Collect every line below that contains the word "PublicApproveInputs".

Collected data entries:
################

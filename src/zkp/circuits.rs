// ZK circuits for confidential allowances and P2P swap offers
// Every circuit allocates its public inputs first, in the order of the
// matching `*Inputs::to_fields`, then its witness.
use ark_r1cs_std::{fields::fp::FpVar, prelude::*};
use ark_relations::r1cs::{ConstraintSynthesizer, ConstraintSystemRef, SynthesisError};

use super::gadgets::{
    enforce_elgamal_decryption, enforce_elgamal_encryption, enforce_key_ownership, enforce_le,
    enforce_pct_encryption, input_egct, input_field, input_pct, input_point, range_bits,
    witness_field,
};
use super::public_inputs::{
    CancelAllowanceInputs, ConfidentialApproveInputs, ConfidentialTransferFromInputs,
    OfferAcceptanceInputs, OfferFinalizationInputs, PublicApproveInputs,
};
use crate::crypto::keys::scalar_to_base;
use crate::crypto::{poseidon_config, BaseField, ScalarField, SecretKey};
use crate::primitives::{Amount, Policy};

fn amount_field(amount: Amount) -> BaseField {
    BaseField::from(amount)
}

fn witness_bits(
    cs: ConstraintSystemRef<BaseField>,
    value: Option<BaseField>,
) -> Result<Vec<Boolean<BaseField>>, SynthesisError> {
    witness_field(cs, value)?.to_bits_le()
}

fn secret_bits(
    cs: ConstraintSystemRef<BaseField>,
    sk: Option<&SecretKey>,
) -> Result<Vec<Boolean<BaseField>>, SynthesisError> {
    witness_bits(cs, sk.map(SecretKey::to_base_field))
}

fn randomness_bits(
    cs: ConstraintSystemRef<BaseField>,
    r: Option<&ScalarField>,
) -> Result<Vec<Boolean<BaseField>>, SynthesisError> {
    witness_bits(cs, r.map(scalar_to_base))
}

/// Private side of a confidential approval
#[derive(Clone, Debug)]
pub struct ConfidentialApproveWitness {
    pub amount: Amount,
    pub owner_sk: SecretKey,
    pub owner_balance: Amount,
    pub allowance_randomness: ScalarField,
    pub spender_pct_randomness: ScalarField,
    pub auditor_pct_randomness: ScalarField,
}

/// Owner proves it holds the key for its balance, that the balance covers
/// the approved amount, and that the allowance ciphertext and both PCTs
/// all carry that amount.
#[derive(Clone)]
pub struct ConfidentialApproveCircuit {
    pub inputs: Option<ConfidentialApproveInputs>,
    pub witness: Option<ConfidentialApproveWitness>,
}

impl ConfidentialApproveCircuit {
    pub fn new(inputs: ConfidentialApproveInputs, witness: ConfidentialApproveWitness) -> Self {
        Self {
            inputs: Some(inputs),
            witness: Some(witness),
        }
    }

    pub fn empty() -> Self {
        Self {
            inputs: None,
            witness: None,
        }
    }
}

impl ConstraintSynthesizer<BaseField> for ConfidentialApproveCircuit {
    fn generate_constraints(self, cs: ConstraintSystemRef<BaseField>) -> Result<(), SynthesisError> {
        let inputs = self.inputs.as_ref();
        let witness = self.witness.as_ref();

        let owner_pk = input_point(cs.clone(), inputs.map(|i| i.owner_pk))?;
        let spender_pk = input_point(cs.clone(), inputs.map(|i| i.spender_pk))?;
        let auditor_pk = input_point(cs.clone(), inputs.map(|i| i.auditor_pk))?;
        let balance_ct = input_egct(cs.clone(), inputs.map(|i| i.owner_balance))?;
        let allowance_ct = input_egct(cs.clone(), inputs.map(|i| i.allowance))?;
        let spender_pct = input_pct(cs.clone(), inputs.map(|i| i.spender_pct))?;
        let auditor_pct = input_pct(cs.clone(), inputs.map(|i| i.auditor_pct))?;
        // Bound to the proof only; replay is stopped by the ledger nonce
        let _nonce = input_field(cs.clone(), inputs.map(|i| BaseField::from(i.allowance_nonce)))?;
        let _asset = input_field(cs.clone(), inputs.map(|i| i.asset.to_field()))?;

        let amount = witness_field(cs.clone(), witness.map(|w| amount_field(w.amount)))?;
        let balance = witness_field(cs.clone(), witness.map(|w| amount_field(w.owner_balance)))?;
        let sk_bits = secret_bits(cs.clone(), witness.map(|w| &w.owner_sk))?;
        let allowance_r = randomness_bits(cs.clone(), witness.map(|w| &w.allowance_randomness))?;
        let spender_r = randomness_bits(cs.clone(), witness.map(|w| &w.spender_pct_randomness))?;
        let auditor_r = randomness_bits(cs.clone(), witness.map(|w| &w.auditor_pct_randomness))?;

        let amount_bits = range_bits(&amount, Policy::AMOUNT_BITS)?;
        let balance_bits = range_bits(&balance, Policy::AMOUNT_BITS)?;
        enforce_le(&amount, &balance, Policy::AMOUNT_BITS)?;

        enforce_key_ownership(&owner_pk, &sk_bits)?;
        enforce_elgamal_decryption(&sk_bits, &balance_bits, &balance_ct)?;
        enforce_elgamal_encryption(&spender_pk, &amount_bits, &allowance_r, &allowance_ct)?;

        let params = poseidon_config();
        enforce_pct_encryption(cs.clone(), params, &spender_pk, &amount, &spender_r, &spender_pct)?;
        enforce_pct_encryption(cs, params, &auditor_pk, &amount, &auditor_r, &auditor_pct)?;

        Ok(())
    }
}

#[derive(Clone, Debug)]
pub struct PublicApproveWitness {
    pub owner_sk: SecretKey,
    pub owner_balance: Amount,
}

/// Owner proves its encrypted balance covers a plaintext allowance
#[derive(Clone)]
pub struct PublicApproveCircuit {
    pub inputs: Option<PublicApproveInputs>,
    pub witness: Option<PublicApproveWitness>,
}

impl PublicApproveCircuit {
    pub fn new(inputs: PublicApproveInputs, witness: PublicApproveWitness) -> Self {
        Self {
            inputs: Some(inputs),
            witness: Some(witness),
        }
    }

    pub fn empty() -> Self {
        Self {
            inputs: None,
            witness: None,
        }
    }
}

impl ConstraintSynthesizer<BaseField> for PublicApproveCircuit {
    fn generate_constraints(self, cs: ConstraintSystemRef<BaseField>) -> Result<(), SynthesisError> {
        let inputs = self.inputs.as_ref();
        let witness = self.witness.as_ref();

        let owner_pk = input_point(cs.clone(), inputs.map(|i| i.owner_pk))?;
        let balance_ct = input_egct(cs.clone(), inputs.map(|i| i.owner_balance))?;
        let amount = input_field(cs.clone(), inputs.map(|i| amount_field(i.amount)))?;
        let _nonce = input_field(cs.clone(), inputs.map(|i| BaseField::from(i.allowance_nonce)))?;
        let _asset = input_field(cs.clone(), inputs.map(|i| i.asset.to_field()))?;

        let balance = witness_field(cs.clone(), witness.map(|w| amount_field(w.owner_balance)))?;
        let sk_bits = secret_bits(cs, witness.map(|w| &w.owner_sk))?;

        range_bits(&amount, Policy::AMOUNT_BITS)?;
        let balance_bits = range_bits(&balance, Policy::AMOUNT_BITS)?;
        enforce_le(&amount, &balance, Policy::AMOUNT_BITS)?;

        enforce_key_ownership(&owner_pk, &sk_bits)?;
        enforce_elgamal_decryption(&sk_bits, &balance_bits, &balance_ct)
    }
}

#[derive(Clone, Debug)]
pub struct ConfidentialTransferFromWitness {
    pub transfer_amount: Amount,
    pub allowance_amount: Amount,
    pub spender_sk: SecretKey,
    pub new_allowance_randomness: ScalarField,
    pub receiver_randomness: ScalarField,
    pub receiver_pct_randomness: ScalarField,
    pub auditor_pct_randomness: ScalarField,
}

/// Spender proves the allowance it can decrypt covers the transfer, that the
/// new allowance is the remainder, and that the receiver ciphertext and both
/// PCTs carry the transfer amount.
#[derive(Clone)]
pub struct ConfidentialTransferFromCircuit {
    pub inputs: Option<ConfidentialTransferFromInputs>,
    pub witness: Option<ConfidentialTransferFromWitness>,
}

impl ConfidentialTransferFromCircuit {
    pub fn new(inputs: ConfidentialTransferFromInputs, witness: ConfidentialTransferFromWitness) -> Self {
        Self {
            inputs: Some(inputs),
            witness: Some(witness),
        }
    }

    pub fn empty() -> Self {
        Self {
            inputs: None,
            witness: None,
        }
    }
}

impl ConstraintSynthesizer<BaseField> for ConfidentialTransferFromCircuit {
    fn generate_constraints(self, cs: ConstraintSystemRef<BaseField>) -> Result<(), SynthesisError> {
        let inputs = self.inputs.as_ref();
        let witness = self.witness.as_ref();

        let spender_pk = input_point(cs.clone(), inputs.map(|i| i.spender_pk))?;
        let receiver_pk = input_point(cs.clone(), inputs.map(|i| i.receiver_pk))?;
        let auditor_pk = input_point(cs.clone(), inputs.map(|i| i.auditor_pk))?;
        let prior_ct = input_egct(cs.clone(), inputs.map(|i| i.prior_allowance))?;
        let new_ct = input_egct(cs.clone(), inputs.map(|i| i.new_allowance))?;
        let receiver_ct = input_egct(cs.clone(), inputs.map(|i| i.receiver_amount))?;
        let receiver_pct = input_pct(cs.clone(), inputs.map(|i| i.receiver_pct))?;
        let auditor_pct = input_pct(cs.clone(), inputs.map(|i| i.auditor_pct))?;
        let _nonce = input_field(cs.clone(), inputs.map(|i| BaseField::from(i.allowance_nonce)))?;
        let _asset = input_field(cs.clone(), inputs.map(|i| i.asset.to_field()))?;

        let transfer = witness_field(cs.clone(), witness.map(|w| amount_field(w.transfer_amount)))?;
        let allowance = witness_field(cs.clone(), witness.map(|w| amount_field(w.allowance_amount)))?;
        let sk_bits = secret_bits(cs.clone(), witness.map(|w| &w.spender_sk))?;
        let new_r = randomness_bits(cs.clone(), witness.map(|w| &w.new_allowance_randomness))?;
        let receiver_r = randomness_bits(cs.clone(), witness.map(|w| &w.receiver_randomness))?;
        let receiver_pct_r = randomness_bits(cs.clone(), witness.map(|w| &w.receiver_pct_randomness))?;
        let auditor_pct_r = randomness_bits(cs.clone(), witness.map(|w| &w.auditor_pct_randomness))?;

        let transfer_bits = range_bits(&transfer, Policy::AMOUNT_BITS)?;
        let allowance_bits = range_bits(&allowance, Policy::AMOUNT_BITS)?;
        let remainder_bits = enforce_le(&transfer, &allowance, Policy::AMOUNT_BITS)?;

        enforce_key_ownership(&spender_pk, &sk_bits)?;
        enforce_elgamal_decryption(&sk_bits, &allowance_bits, &prior_ct)?;
        enforce_elgamal_encryption(&spender_pk, &remainder_bits, &new_r, &new_ct)?;
        enforce_elgamal_encryption(&receiver_pk, &transfer_bits, &receiver_r, &receiver_ct)?;

        let params = poseidon_config();
        enforce_pct_encryption(cs.clone(), params, &receiver_pk, &transfer, &receiver_pct_r, &receiver_pct)?;
        enforce_pct_encryption(cs, params, &auditor_pk, &transfer, &auditor_pct_r, &auditor_pct)?;

        Ok(())
    }
}

#[derive(Clone, Debug)]
pub struct CancelAllowanceWitness {
    pub owner_sk: SecretKey,
}

/// Owner proves key ownership over the allowance it cancels
#[derive(Clone)]
pub struct CancelAllowanceCircuit {
    pub inputs: Option<CancelAllowanceInputs>,
    pub witness: Option<CancelAllowanceWitness>,
}

impl CancelAllowanceCircuit {
    pub fn new(inputs: CancelAllowanceInputs, witness: CancelAllowanceWitness) -> Self {
        Self {
            inputs: Some(inputs),
            witness: Some(witness),
        }
    }

    pub fn empty() -> Self {
        Self {
            inputs: None,
            witness: None,
        }
    }
}

impl ConstraintSynthesizer<BaseField> for CancelAllowanceCircuit {
    fn generate_constraints(self, cs: ConstraintSystemRef<BaseField>) -> Result<(), SynthesisError> {
        let inputs = self.inputs.as_ref();
        let witness = self.witness.as_ref();

        // Point inputs carry their own curve-membership checks
        let owner_pk = input_point(cs.clone(), inputs.map(|i| i.owner_pk))?;
        let _allowance = input_egct(cs.clone(), inputs.map(|i| i.allowance))?;
        let _nonce = input_field(cs.clone(), inputs.map(|i| BaseField::from(i.allowance_nonce)))?;
        let _spender = input_field(cs.clone(), inputs.map(|i| i.spender.to_field()))?;

        let sk_bits = secret_bits(cs, witness.map(|w| &w.owner_sk))?;
        enforce_key_ownership(&owner_pk, &sk_bits)
    }
}

#[derive(Clone, Debug)]
pub struct OfferAcceptanceWitness {
    pub amount_to_buy: Amount,
    pub acceptor_sk: SecretKey,
    pub randomness: ScalarField,
}

/// Acceptor proves its encrypted buy amount is within the offer's maximum
/// and is encrypted for the initiator.
#[derive(Clone)]
pub struct OfferAcceptanceCircuit {
    pub inputs: Option<OfferAcceptanceInputs>,
    pub witness: Option<OfferAcceptanceWitness>,
}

################

Solution to this task:
    OfferAcceptanceInputs, OfferFinalizationInputs, PublicApproveInputs,
    pub inputs: Option<PublicApproveInputs>,
    pub fn new(inputs: PublicApproveInputs, witness: PublicApproveWitness) -> Self {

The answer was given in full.